Find the address of an index in an array in C

Question

Given the definition of an array in C: int a[2][3][4][5], and the address of a[0][0][0][0] is 1000 what is the address of a[1][1][1][1], assuming an int occupies 4 bytes.

I got:

(3*4*5 * 4bytes) + (4*5 * 4bytes) + (5* 4bytes) + 4bytes = 344

344 + 1000 = 1344 Location of a[1][1][1][1]

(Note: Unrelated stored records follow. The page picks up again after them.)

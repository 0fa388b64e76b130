//! C7: the Scheduler Fan-in. Many independent schedules, one place the
//! Engine listens for "something is due".
//!
//! A single `broadcast::Sender` fans schedule firings out to every
//! listener, the same pattern the queue layer uses for run/done/failed
//! events applied here to due-schedules instead of job outcomes.

use std::collections::HashMap;
use std::sync::Arc;

use futures::stream::{Stream, StreamExt};
use parking_lot::Mutex;
use tokio::sync::broadcast;
use tokio::task::JoinHandle;
use tokio_stream::wrappers::BroadcastStream;

use super::{Schedule, ScheduleFiring, ScheduleHandle};

const FANIN_CHANNEL_CAPACITY: usize = 1024;

/// Routes every registered schedule's firings onto one channel, tagged by
/// the id the caller registered it under.
pub struct SchedulerFanIn {
    tx: broadcast::Sender<(String, ScheduleFiring)>,
    pumps: Mutex<HashMap<String, JoinHandle<()>>>,
}

impl SchedulerFanIn {
    pub fn new() -> Arc<Self> {
        let (tx, _rx) = broadcast::channel(FANIN_CHANNEL_CAPACITY);
        Arc::new(Self {
            tx,
            pumps: Mutex::new(HashMap::new()),
        })
    }

    /// Register a schedule under `id`, replacing and stopping any prior
    /// schedule registered under the same id.
    pub fn add_schedule(self: &Arc<Self>, id: impl Into<String>, schedule: ScheduleHandle) {
        let id = id.into();
        self.remove_schedule(&id);

        let tx = self.tx.clone();
        let pump_id = id.clone();
        let handle = tokio::spawn(async move {
            loop {
                let firing = schedule.next_firing().await;
                let terminal = matches!(firing, ScheduleFiring::Complete | ScheduleFiring::Error(_));
                // No receivers is not an error here: a schedule can fire
                // before anything has subscribed to its observable yet.
                let _ = tx.send((pump_id.clone(), firing));
                if terminal {
                    break;
                }
            }
        });

        self.pumps.lock().insert(id, handle);
    }

    /// Stop and forget a schedule. A no-op if `id` isn't registered.
    pub fn remove_schedule(&self, id: &str) {
        if let Some(handle) = self.pumps.lock().remove(id) {
            handle.abort();
        }
    }

    /// A stream of every firing across every registered schedule, tagged by
    /// schedule id.
    pub fn observable(&self) -> impl Stream<Item = (String, ScheduleFiring)> {
        BroadcastStream::new(self.tx.subscribe()).filter_map(|r| async move { r.ok() })
    }

    /// The firings for exactly one schedule id (spec's `getObservableForSchedule`).
    pub fn observable_for_schedule(&self, id: &str) -> impl Stream<Item = ScheduleFiring> {
        let id = id.to_string();
        self.observable()
            .filter_map(move |(fired_id, firing)| {
                let matches = fired_id == id;
                async move { matches.then_some(firing) }
            })
    }
}

impl Drop for SchedulerFanIn {
    fn drop(&mut self) {
        for (_, handle) in self.pumps.lock().drain() {
            handle.abort();
        }
    }
}

#[cfg(test)]
mod tests {
    use super::*;
    use crate::schedule::manual::ManualSchedule;

    #[tokio::test]
    async fn firings_are_tagged_by_schedule_id() {
        let fanin = SchedulerFanIn::new();
        let a = ManualSchedule::new();
        let b = ManualSchedule::new();
        fanin.add_schedule("a", a.handle());
        fanin.add_schedule("b", b.handle());

        let mut all = fanin.observable();
        a.trigger();

        let (id, firing) = all.next().await.unwrap();
        assert_eq!(id, "a");
        assert_eq!(firing, ScheduleFiring::Next);
    }

    #[tokio::test]
    async fn removed_schedule_stops_firing() {
        let fanin = SchedulerFanIn::new();
        let a = ManualSchedule::new();
        fanin.add_schedule("a", a.handle());
        fanin.remove_schedule("a");

        a.trigger();
        // The pump task was aborted; nothing should arrive. We can't
        // positively prove absence without a timeout, so just confirm the
        // registry no longer tracks it.
        assert!(fanin.pumps.lock().get("a").is_none());
    }
}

but I have no idea if I'm right. But my math seemed sound to me.

Answer 1

Just print the adress of the variable any you will see it!:

#include <stdio.h>  

int main() {

    int a[2][3][4][5];

    printf ("Size of int %d\n", sizeof(int));

    printf("Adress of the frist element \t%p\n", &a[0][0][0][0]);
    printf("Adress of x element \t\t%p\n", &a[1][1][1][1]);

    printf ("In decimal: \t\t\t%d\n", &(a[0][0][0][0]));
    printf ("In decimal: \t\t\t%d\n", &(a[1][1][1][1]));

    printf("Difference between the adresses %d", (char *)&a[1][1][1][1] - (char *)&a[0][0][0][0]);




    return 0;

}

After that you can check if you where right!

And as you see your right! it's 334